[Entries taken from a collection]
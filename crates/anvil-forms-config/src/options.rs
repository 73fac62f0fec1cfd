//! Finalized field options.
//!
//! [`FieldOptions`] is the derived, memoized view over one field's
//! configuration: resolved choices for `choice`-typed fields and
//! constraint declarations normalized into constructed rules. Resolution
//! runs once, on first access, and the result is cached for the object's
//! lifetime; choice resolution never re-runs for the same options object.

use std::sync::Arc;

use tokio::sync::OnceCell;

use anvil_forms_choices::{resolver_for, ChoiceSet, ChoiceSource};
use anvil_forms_core::FormsResult;
use anvil_forms_events::EventDispatcher;
use anvil_forms_storage::{ContentStorage, Value};

use crate::constraints::{constraint_rule, ConstraintRule};
use crate::fields::FieldType;
use crate::form::FieldConfig;

/// The finalized options for one field.
#[derive(Debug, Clone)]
pub struct ResolvedOptions {
    /// The field type.
    pub field_type: FieldType,
    /// Whether the field must be filled in.
    pub required: bool,
    /// The options mapping handed to a form renderer. For `choice` fields
    /// the resolved choice entries replace the raw `choices` value and the
    /// resolver-specific `params` entry is dropped.
    pub base: serde_json::Map<String, serde_json::Value>,
    /// The resolved choice set, for `choice`-typed fields.
    pub choices: Option<ChoiceSet>,
    /// Constructed constraint rules, in declaration order.
    pub constraints: Vec<(String, ConstraintRule)>,
}

impl ResolvedOptions {
    /// Validates a cleaned value against this field's rules.
    ///
    /// Checks choice membership first (a submitted value must be part of
    /// the resolved set), then every declared constraint. All failures are
    /// collected; nothing short-circuits.
    pub fn validate(&self, value: &Value) -> Vec<String> {
        let mut errors = Vec::new();

        if let Some(choices) = &self.choices {
            let member = |s: &str| choices.contains_value(s);
            let valid = match value {
                Value::Null => true,
                Value::String(s) => member(s),
                Value::List(items) => items
                    .iter()
                    .all(|item| item.as_str().is_some_and(member)),
                other => member(&other.to_string()),
            };
            if !valid {
                errors.push(format!(
                    "Select a valid choice. {value} is not one of the available choices."
                ));
            }
        }

        for (_, rule) in &self.constraints {
            if let Err(e) = rule.validate(value) {
                errors.push(e.to_string());
            }
        }

        errors
    }
}

/// Lazily built, memoized options for one field of one form.
pub struct FieldOptions {
    form_name: String,
    config: FieldConfig,
    storage: Arc<dyn ContentStorage>,
    events: Arc<EventDispatcher>,
    resolved: OnceCell<ResolvedOptions>,
}

impl FieldOptions {
    /// Creates the options view for a field, wiring in the collaborators
    /// dynamic choice resolution needs.
    pub fn new(
        form_name: impl Into<String>,
        config: FieldConfig,
        storage: Arc<dyn ContentStorage>,
        events: Arc<EventDispatcher>,
    ) -> Self {
        Self {
            form_name: form_name.into(),
            config,
            storage,
            events,
            resolved: OnceCell::new(),
        }
    }

    /// The field's name.
    pub fn field_name(&self) -> &str {
        &self.config.name
    }

    /// The field's declared configuration.
    pub fn config(&self) -> &FieldConfig {
        &self.config
    }

    /// Returns the finalized options, resolving them on first access.
    ///
    /// Idempotent: subsequent calls return the cached result without
    /// re-resolving choices or rebuilding constraints.
    pub async fn options(&self) -> FormsResult<&ResolvedOptions> {
        self.resolved.get_or_try_init(|| self.build()).await
    }

    async fn build(&self) -> FormsResult<ResolvedOptions> {
        let mut base = base_options(&self.config);

        let choices = if self.config.field_type == FieldType::Choice {
            let source = self
                .config
                .choices
                .as_ref()
                .map_or_else(|| ChoiceSource::Inline(Vec::new()), |c| c.to_source());

            let resolver = resolver_for(
                &self.form_name,
                &self.config.name,
                source,
                self.config.params.clone(),
                Arc::clone(&self.storage),
                Arc::clone(&self.events),
            )?;
            let set = resolver.resolve().await?;

            merge_choice_options(&mut base, &set);
            Some(set)
        } else {
            None
        };

        let mut constraints = Vec::new();
        if let Some(entry) = &self.config.constraints {
            for (name, options) in entry.declarations() {
                let rule = constraint_rule(&self.form_name, &name, &options)?;
                constraints.push((name, rule));
            }
        }

        Ok(ResolvedOptions {
            field_type: self.config.field_type,
            required: self.config.required,
            base,
            choices,
            constraints,
        })
    }
}

/// Builds the base options mapping from the field's configuration.
fn base_options(config: &FieldConfig) -> serde_json::Map<String, serde_json::Value> {
    let mut base = serde_json::Map::new();
    base.insert("type".to_string(), config.field_type.as_str().into());
    base.insert("required".to_string(), config.required.into());

    if let Some(label) = &config.label {
        base.insert("label".to_string(), label.clone().into());
    }
    if let Some(placeholder) = &config.placeholder {
        base.insert("placeholder".to_string(), placeholder.clone().into());
    }
    if let Some(help) = &config.help {
        base.insert("help".to_string(), help.clone().into());
    }
    if let Some(initial) = &config.initial {
        base.insert("initial".to_string(), initial.clone().into());
    }
    if !config.attr.is_empty() {
        base.insert(
            "attr".to_string(),
            serde_json::to_value(&config.attr).unwrap_or_default(),
        );
    }
    if config.params != anvil_forms_choices::ChoiceParams::default() {
        base.insert(
            "params".to_string(),
            serde_json::to_value(&config.params).unwrap_or_default(),
        );
    }
    if let Some(choices) = &config.choices {
        base.insert(
            "choices".to_string(),
            serde_json::to_value(choices).unwrap_or_default(),
        );
    }

    base
}

/// Replaces the raw choice configuration with the resolved set and drops
/// the resolver-specific `params` entry from the final output.
fn merge_choice_options(base: &mut serde_json::Map<String, serde_json::Value>, set: &ChoiceSet) {
    base.remove("params");

    let entries: Vec<serde_json::Value> = set
        .choices
        .iter()
        .map(|c| serde_json::json!({"value": c.value, "label": c.label}))
        .collect();
    base.insert("choices".to_string(), entries.into());

    if let Some(value_field) = &set.value_field {
        base.insert("choice_value".to_string(), value_field.clone().into());
    }
    if let Some(label_field) = &set.label_field {
        base.insert("choice_label".to_string(), label_field.clone().into());
    }
    if let Some(group_by) = &set.group_by {
        base.insert("group_by".to_string(), group_by.clone().into());
    }
    if !set.preferred.is_empty() {
        base.insert(
            "preferred_choices".to_string(),
            serde_json::to_value(&set.preferred).unwrap_or_default(),
        );
    }
    if !set.attr.is_empty() {
        base.insert(
            "choice_attr".to_string(),
            serde_json::to_value(&set.attr).unwrap_or_default(),
        );
    }
}

#[cfg(test)]
mod tests {
    use super::*;
    use crate::form::{ChoicesEntry, ConstraintsEntry, FormsConfig};
    use anvil_forms_core::FormsError;
    use anvil_forms_storage::{ContentRecord, MemoryStorage};
    use async_trait::async_trait;
    use std::sync::atomic::{AtomicUsize, Ordering};

    fn collaborators() -> (Arc<MemoryStorage>, Arc<EventDispatcher>) {
        (Arc::new(MemoryStorage::new()), Arc::new(EventDispatcher::new()))
    }

    /// Storage wrapper counting `fetch_all` calls.
    struct CountingStorage {
        inner: MemoryStorage,
        fetches: AtomicUsize,
    }

    #[async_trait]
    impl ContentStorage for CountingStorage {
        async fn fetch_all(&self, content_type: &str) -> FormsResult<Vec<ContentRecord>> {
            self.fetches.fetch_add(1, Ordering::SeqCst);
            self.inner.fetch_all(content_type).await
        }

        async fn create_record(&self, record: ContentRecord) -> FormsResult<()> {
            self.inner.create_record(record).await
        }

        async fn insert_row(
            &self,
            table: &str,
            row: anvil_forms_storage::Row,
        ) -> FormsResult<()> {
            self.inner.insert_row(table, row).await
        }
    }

    fn pet_field() -> FieldConfig {
        let mut config = FieldConfig::new("pet", FieldType::Choice);
        config.choices = Some(ChoicesEntry::Spec("content::pets::slug::title".to_string()));
        config
    }

    #[tokio::test]
    async fn test_non_choice_base_matches_configuration() {
        let (storage, events) = collaborators();
        let mut config = FieldConfig::new("name", FieldType::Text);
        config.label = Some("Your name".to_string());
        config.placeholder = Some("Jane Doe".to_string());

        let options = FieldOptions::new("contact", config, storage, events);
        let resolved = options.options().await.unwrap();

        assert_eq!(resolved.base.get("type").unwrap(), "text");
        assert_eq!(resolved.base.get("label").unwrap(), "Your name");
        assert_eq!(resolved.base.get("placeholder").unwrap(), "Jane Doe");
        assert_eq!(resolved.base.get("required").unwrap(), true);
        assert!(resolved.choices.is_none());
        assert!(resolved.constraints.is_empty());
    }

    #[tokio::test]
    async fn test_choice_field_merges_resolved_choices_and_drops_params() {
        let storage = MemoryStorage::new();
        let mut record = ContentRecord::new("pets");
        record.set("title", "Koala").set("slug", "gum-tree");
        storage.seed_record(record);

        let mut config = pet_field();
        config.params.sort = Some("title".to_string());

        let options = FieldOptions::new(
            "contact",
            config,
            Arc::new(storage),
            Arc::new(EventDispatcher::new()),
        );
        let resolved = options.options().await.unwrap();

        // Resolver params never reach the final output
        assert!(!resolved.base.contains_key("params"));

        let choices = resolved.base.get("choices").unwrap().as_array().unwrap();
        assert_eq!(choices.len(), 1);
        assert_eq!(choices[0]["value"], "gum-tree");
        assert_eq!(choices[0]["label"], "Koala");
        assert_eq!(resolved.base.get("choice_value").unwrap(), "slug");
        assert_eq!(resolved.base.get("choice_label").unwrap(), "title");

        let set = resolved.choices.as_ref().unwrap();
        assert_eq!(set.label_for("gum-tree"), Some("Koala"));
    }

    #[tokio::test]
    async fn test_options_resolve_once() {
        let storage = Arc::new(CountingStorage {
            inner: MemoryStorage::new(),
            fetches: AtomicUsize::new(0),
        });

        let options = FieldOptions::new(
            "contact",
            pet_field(),
            Arc::clone(&storage) as Arc<dyn ContentStorage>,
            Arc::new(EventDispatcher::new()),
        );

        let first = options.options().await.unwrap().base.clone();
        let second = options.options().await.unwrap().base.clone();

        assert_eq!(first, second);
        assert_eq!(storage.fetches.load(Ordering::SeqCst), 1);
    }

    #[tokio::test]
    async fn test_malformed_spec_fails_at_resolution() {
        let (storage, events) = collaborators();
        let mut config = FieldConfig::new("pet", FieldType::Choice);
        config.choices = Some(ChoicesEntry::Spec("content::pets".to_string()));

        let options = FieldOptions::new("contact", config, storage, events);
        let result = options.options().await;
        assert!(matches!(result, Err(FormsError::InvalidChoiceSpec(_))));
    }

    #[tokio::test]
    async fn test_constraint_string_and_list_normalize_alike() {
        let (storage, events) = collaborators();

        let mut single = FieldConfig::new("email", FieldType::Email);
        single.constraints = Some(ConstraintsEntry::Single("email".to_string()));
        let single = FieldOptions::new("contact", single, Arc::clone(&storage) as _, Arc::clone(&events));
        let single = single.options().await.unwrap();

        assert_eq!(single.constraints.len(), 1);
        assert_eq!(single.constraints[0].0, "email");
        assert!(matches!(single.constraints[0].1, ConstraintRule::Email { .. }));
    }

    #[tokio::test]
    async fn test_unknown_constraint_fails_at_resolution() {
        let (storage, events) = collaborators();
        let mut config = FieldConfig::new("name", FieldType::Text);
        config.constraints = Some(ConstraintsEntry::Single("sparkles".to_string()));

        let options = FieldOptions::new("contact", config, storage, events);
        let result = options.options().await;
        assert!(matches!(result, Err(FormsError::UnknownConstraint { .. })));
    }

    #[tokio::test]
    async fn test_validate_choice_membership() {
        let storage = MemoryStorage::new();
        let mut record = ContentRecord::new("pets");
        record.set("title", "Koala").set("slug", "gum-tree");
        storage.seed_record(record);

        let options = FieldOptions::new(
            "contact",
            pet_field(),
            Arc::new(storage),
            Arc::new(EventDispatcher::new()),
        );
        let resolved = options.options().await.unwrap();

        assert!(resolved.validate(&Value::from("gum-tree")).is_empty());
        let errors = resolved.validate(&Value::from("burrow"));
        assert_eq!(errors.len(), 1);
        assert!(errors[0].contains("valid choice"));
        // Empty optional choice fields pass membership
        assert!(resolved.validate(&Value::Null).is_empty());
    }

    #[tokio::test]
    async fn test_validate_collects_all_constraint_errors() {
        let (storage, events) = collaborators();
        let config = FormsConfig::from_toml_str(
            r#"
            [[forms.contact.fields]]
            name = "code"
            type = "text"
            constraints = [
                { length = { min = 6 } },
                { regex = { pattern = "^[A-Z]+$" } },
            ]
            "#,
        )
        .unwrap();
        let field = config.get("contact").unwrap().fields[0].clone();

        let options = FieldOptions::new("contact", field, storage, events);
        let resolved = options.options().await.unwrap();

        let errors = resolved.validate(&Value::from("abc"));
        assert_eq!(errors.len(), 2);
    }

    #[tokio::test]
    async fn test_inline_list_choices() {
        let (storage, events) = collaborators();
        let mut config = FieldConfig::new("color", FieldType::Choice);
        config.choices = Some(ChoicesEntry::List(vec![
            "red".to_string(),
            "blue".to_string(),
        ]));

        let options = FieldOptions::new("contact", config, storage, events);
        let resolved = options.options().await.unwrap();
        let set = resolved.choices.as_ref().unwrap();
        assert_eq!(set.values(), vec!["red", "blue"]);
        // Static sets carry no content attribute metadata
        assert!(!resolved.base.contains_key("choice_value"));
    }
}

**Exercise objective:** Using the data above, return every line that contains the string "blue".

**The answer:**
            "blue".to_string(),
        assert_eq!(set.values(), vec!["red", "blue"]);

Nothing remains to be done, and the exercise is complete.